[Dataset records]

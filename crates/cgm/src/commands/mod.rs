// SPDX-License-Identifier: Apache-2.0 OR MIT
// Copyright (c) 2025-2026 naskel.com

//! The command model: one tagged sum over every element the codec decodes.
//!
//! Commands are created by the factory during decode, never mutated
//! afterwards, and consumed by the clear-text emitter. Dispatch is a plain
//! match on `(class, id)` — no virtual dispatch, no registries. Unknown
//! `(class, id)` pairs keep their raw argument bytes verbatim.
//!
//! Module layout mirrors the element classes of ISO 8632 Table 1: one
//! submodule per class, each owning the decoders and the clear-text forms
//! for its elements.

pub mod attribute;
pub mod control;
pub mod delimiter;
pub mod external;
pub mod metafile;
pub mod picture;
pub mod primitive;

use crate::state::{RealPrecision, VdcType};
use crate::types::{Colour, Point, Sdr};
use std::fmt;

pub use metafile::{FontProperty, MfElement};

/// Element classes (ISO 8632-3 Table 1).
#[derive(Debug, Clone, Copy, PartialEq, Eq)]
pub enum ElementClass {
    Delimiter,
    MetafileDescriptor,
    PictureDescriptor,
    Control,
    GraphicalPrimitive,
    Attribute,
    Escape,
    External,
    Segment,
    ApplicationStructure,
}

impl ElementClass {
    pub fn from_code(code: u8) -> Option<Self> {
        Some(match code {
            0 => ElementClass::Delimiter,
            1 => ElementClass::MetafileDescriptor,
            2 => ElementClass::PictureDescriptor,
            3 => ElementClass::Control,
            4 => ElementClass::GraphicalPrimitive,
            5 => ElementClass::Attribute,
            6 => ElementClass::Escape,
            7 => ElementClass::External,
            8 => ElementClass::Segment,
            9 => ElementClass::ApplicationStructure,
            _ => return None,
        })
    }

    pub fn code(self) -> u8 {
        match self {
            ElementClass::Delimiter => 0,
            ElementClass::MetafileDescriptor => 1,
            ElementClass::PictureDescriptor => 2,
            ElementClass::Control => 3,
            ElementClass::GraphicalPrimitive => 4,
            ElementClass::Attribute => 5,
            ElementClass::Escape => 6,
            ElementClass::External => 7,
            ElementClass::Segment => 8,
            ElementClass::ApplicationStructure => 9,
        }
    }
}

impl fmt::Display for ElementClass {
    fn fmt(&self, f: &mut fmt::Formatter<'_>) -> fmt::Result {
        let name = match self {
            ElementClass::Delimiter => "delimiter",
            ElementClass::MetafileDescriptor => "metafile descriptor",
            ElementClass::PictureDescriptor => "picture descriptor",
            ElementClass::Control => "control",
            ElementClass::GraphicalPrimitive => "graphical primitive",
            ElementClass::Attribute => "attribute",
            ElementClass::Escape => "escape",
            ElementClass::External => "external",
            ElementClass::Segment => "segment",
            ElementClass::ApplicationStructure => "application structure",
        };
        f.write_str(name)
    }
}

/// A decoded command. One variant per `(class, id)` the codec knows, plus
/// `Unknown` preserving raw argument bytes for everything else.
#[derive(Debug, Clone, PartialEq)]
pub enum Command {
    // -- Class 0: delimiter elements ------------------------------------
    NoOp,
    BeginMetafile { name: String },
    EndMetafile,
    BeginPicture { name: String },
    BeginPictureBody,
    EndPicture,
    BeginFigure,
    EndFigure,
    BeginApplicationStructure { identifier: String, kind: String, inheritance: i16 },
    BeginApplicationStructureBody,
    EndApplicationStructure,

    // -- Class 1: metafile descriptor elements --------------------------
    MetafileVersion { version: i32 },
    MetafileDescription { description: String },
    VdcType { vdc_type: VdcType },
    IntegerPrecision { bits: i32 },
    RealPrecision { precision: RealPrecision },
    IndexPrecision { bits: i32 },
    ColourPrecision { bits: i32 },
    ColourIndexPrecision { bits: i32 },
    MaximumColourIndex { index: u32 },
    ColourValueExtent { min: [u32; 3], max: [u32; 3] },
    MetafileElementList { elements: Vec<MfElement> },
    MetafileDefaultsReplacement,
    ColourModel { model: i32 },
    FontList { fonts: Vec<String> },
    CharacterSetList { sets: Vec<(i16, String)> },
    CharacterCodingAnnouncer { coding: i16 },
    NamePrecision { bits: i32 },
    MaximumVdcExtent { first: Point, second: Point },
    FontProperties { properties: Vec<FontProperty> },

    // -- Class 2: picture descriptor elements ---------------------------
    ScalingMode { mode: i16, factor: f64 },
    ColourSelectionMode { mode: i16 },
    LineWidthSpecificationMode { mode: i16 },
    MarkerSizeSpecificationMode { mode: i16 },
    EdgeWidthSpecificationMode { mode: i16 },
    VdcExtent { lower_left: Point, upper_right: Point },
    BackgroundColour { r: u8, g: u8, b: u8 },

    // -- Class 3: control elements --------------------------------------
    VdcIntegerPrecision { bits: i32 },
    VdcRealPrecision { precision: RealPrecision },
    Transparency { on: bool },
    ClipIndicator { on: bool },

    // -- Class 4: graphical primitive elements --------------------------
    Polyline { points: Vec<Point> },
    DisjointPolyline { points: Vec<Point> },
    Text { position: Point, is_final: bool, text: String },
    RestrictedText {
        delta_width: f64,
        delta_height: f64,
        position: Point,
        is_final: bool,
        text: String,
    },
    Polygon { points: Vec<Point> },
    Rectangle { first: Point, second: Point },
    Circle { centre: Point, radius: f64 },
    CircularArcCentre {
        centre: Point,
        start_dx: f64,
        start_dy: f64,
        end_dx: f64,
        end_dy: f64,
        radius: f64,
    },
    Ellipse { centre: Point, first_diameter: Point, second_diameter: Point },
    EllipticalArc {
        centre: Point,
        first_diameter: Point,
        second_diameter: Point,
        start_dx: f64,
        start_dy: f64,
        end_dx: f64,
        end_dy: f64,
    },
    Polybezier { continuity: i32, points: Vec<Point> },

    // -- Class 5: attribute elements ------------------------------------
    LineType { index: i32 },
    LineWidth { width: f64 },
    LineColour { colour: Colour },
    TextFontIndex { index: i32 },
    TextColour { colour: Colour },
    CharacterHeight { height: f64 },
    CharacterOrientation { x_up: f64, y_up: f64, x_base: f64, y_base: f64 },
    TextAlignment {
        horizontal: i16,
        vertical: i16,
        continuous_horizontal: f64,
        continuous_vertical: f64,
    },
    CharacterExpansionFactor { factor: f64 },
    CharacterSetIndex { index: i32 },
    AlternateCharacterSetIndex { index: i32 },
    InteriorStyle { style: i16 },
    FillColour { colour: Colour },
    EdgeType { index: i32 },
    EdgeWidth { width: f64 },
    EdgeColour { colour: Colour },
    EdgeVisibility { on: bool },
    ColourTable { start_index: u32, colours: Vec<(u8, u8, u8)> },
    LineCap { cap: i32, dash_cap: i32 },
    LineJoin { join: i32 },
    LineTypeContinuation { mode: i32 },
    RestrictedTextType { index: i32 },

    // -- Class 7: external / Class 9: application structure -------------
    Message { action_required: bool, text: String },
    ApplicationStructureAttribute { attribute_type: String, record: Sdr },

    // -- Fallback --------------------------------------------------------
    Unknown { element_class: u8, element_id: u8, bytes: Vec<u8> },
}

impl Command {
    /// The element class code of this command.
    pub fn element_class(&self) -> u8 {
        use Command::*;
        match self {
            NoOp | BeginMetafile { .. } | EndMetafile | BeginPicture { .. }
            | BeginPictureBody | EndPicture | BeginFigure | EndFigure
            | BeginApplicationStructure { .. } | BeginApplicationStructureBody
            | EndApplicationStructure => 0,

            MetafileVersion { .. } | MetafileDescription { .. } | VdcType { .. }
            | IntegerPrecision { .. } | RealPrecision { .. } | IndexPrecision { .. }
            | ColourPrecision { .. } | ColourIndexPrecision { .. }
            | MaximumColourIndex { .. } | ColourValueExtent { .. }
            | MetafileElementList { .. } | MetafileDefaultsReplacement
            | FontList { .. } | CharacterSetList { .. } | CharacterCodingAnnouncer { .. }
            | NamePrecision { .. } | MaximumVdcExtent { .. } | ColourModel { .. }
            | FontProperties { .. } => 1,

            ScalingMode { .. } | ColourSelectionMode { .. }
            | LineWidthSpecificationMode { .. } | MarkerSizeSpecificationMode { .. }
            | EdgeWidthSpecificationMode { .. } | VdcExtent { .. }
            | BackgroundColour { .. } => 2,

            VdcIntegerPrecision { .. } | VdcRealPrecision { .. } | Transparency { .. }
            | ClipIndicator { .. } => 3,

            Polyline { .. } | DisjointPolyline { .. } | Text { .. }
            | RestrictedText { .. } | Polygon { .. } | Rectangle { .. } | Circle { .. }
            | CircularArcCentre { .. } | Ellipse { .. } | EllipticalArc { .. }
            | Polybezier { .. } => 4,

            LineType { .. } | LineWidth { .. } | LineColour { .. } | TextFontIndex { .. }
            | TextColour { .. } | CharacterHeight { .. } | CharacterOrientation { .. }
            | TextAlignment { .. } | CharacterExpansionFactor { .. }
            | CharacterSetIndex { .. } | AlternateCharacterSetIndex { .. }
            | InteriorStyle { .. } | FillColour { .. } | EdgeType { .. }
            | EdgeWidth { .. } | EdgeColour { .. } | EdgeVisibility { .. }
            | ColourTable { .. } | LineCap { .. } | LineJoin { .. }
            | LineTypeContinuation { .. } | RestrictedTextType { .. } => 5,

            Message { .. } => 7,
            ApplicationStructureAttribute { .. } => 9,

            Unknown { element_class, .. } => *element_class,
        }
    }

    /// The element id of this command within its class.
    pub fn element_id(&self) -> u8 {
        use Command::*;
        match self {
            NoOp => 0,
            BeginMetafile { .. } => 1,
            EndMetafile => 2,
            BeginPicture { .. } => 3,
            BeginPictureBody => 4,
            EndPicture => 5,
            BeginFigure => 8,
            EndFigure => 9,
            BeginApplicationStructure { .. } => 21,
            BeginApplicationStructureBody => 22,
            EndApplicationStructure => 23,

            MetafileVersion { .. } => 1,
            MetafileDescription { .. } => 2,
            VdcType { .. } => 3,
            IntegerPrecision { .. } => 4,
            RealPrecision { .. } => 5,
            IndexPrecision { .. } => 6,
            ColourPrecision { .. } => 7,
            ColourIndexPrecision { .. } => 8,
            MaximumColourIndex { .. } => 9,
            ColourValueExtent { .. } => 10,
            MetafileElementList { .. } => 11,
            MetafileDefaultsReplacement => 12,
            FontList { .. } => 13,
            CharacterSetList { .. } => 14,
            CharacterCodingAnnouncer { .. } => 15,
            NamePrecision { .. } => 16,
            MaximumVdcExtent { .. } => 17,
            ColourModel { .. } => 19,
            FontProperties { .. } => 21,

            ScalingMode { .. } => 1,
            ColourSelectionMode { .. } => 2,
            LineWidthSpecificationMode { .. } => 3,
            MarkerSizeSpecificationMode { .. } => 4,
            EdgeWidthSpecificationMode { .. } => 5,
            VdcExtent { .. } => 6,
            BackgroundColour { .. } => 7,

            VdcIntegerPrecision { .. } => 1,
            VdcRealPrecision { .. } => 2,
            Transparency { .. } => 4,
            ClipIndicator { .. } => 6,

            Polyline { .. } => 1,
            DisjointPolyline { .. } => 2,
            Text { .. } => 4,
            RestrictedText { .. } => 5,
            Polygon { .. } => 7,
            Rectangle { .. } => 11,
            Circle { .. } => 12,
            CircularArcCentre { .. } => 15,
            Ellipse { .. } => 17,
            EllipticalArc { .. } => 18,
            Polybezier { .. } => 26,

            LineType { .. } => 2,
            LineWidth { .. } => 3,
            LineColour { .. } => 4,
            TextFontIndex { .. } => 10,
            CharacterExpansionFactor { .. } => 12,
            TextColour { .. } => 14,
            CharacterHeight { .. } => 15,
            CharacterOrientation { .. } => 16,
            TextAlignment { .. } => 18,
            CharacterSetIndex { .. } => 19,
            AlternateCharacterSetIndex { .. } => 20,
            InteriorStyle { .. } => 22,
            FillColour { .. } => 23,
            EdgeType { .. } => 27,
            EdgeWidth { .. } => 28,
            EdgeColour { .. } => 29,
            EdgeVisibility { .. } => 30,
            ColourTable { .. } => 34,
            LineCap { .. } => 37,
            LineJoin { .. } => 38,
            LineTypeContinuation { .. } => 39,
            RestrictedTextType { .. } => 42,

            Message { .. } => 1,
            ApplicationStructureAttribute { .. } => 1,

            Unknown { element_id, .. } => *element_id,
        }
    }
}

[/Dataset records]

**Goal of the exercise:** Read the lines above. Gather those in which the string "LineWidthSpecificationMode" is found.

**Your response:**
    LineWidthSpecificationMode { mode: i16 },
            | LineWidthSpecificationMode { .. } | MarkerSizeSpecificationMode { .. }
            LineWidthSpecificationMode { .. } => 3,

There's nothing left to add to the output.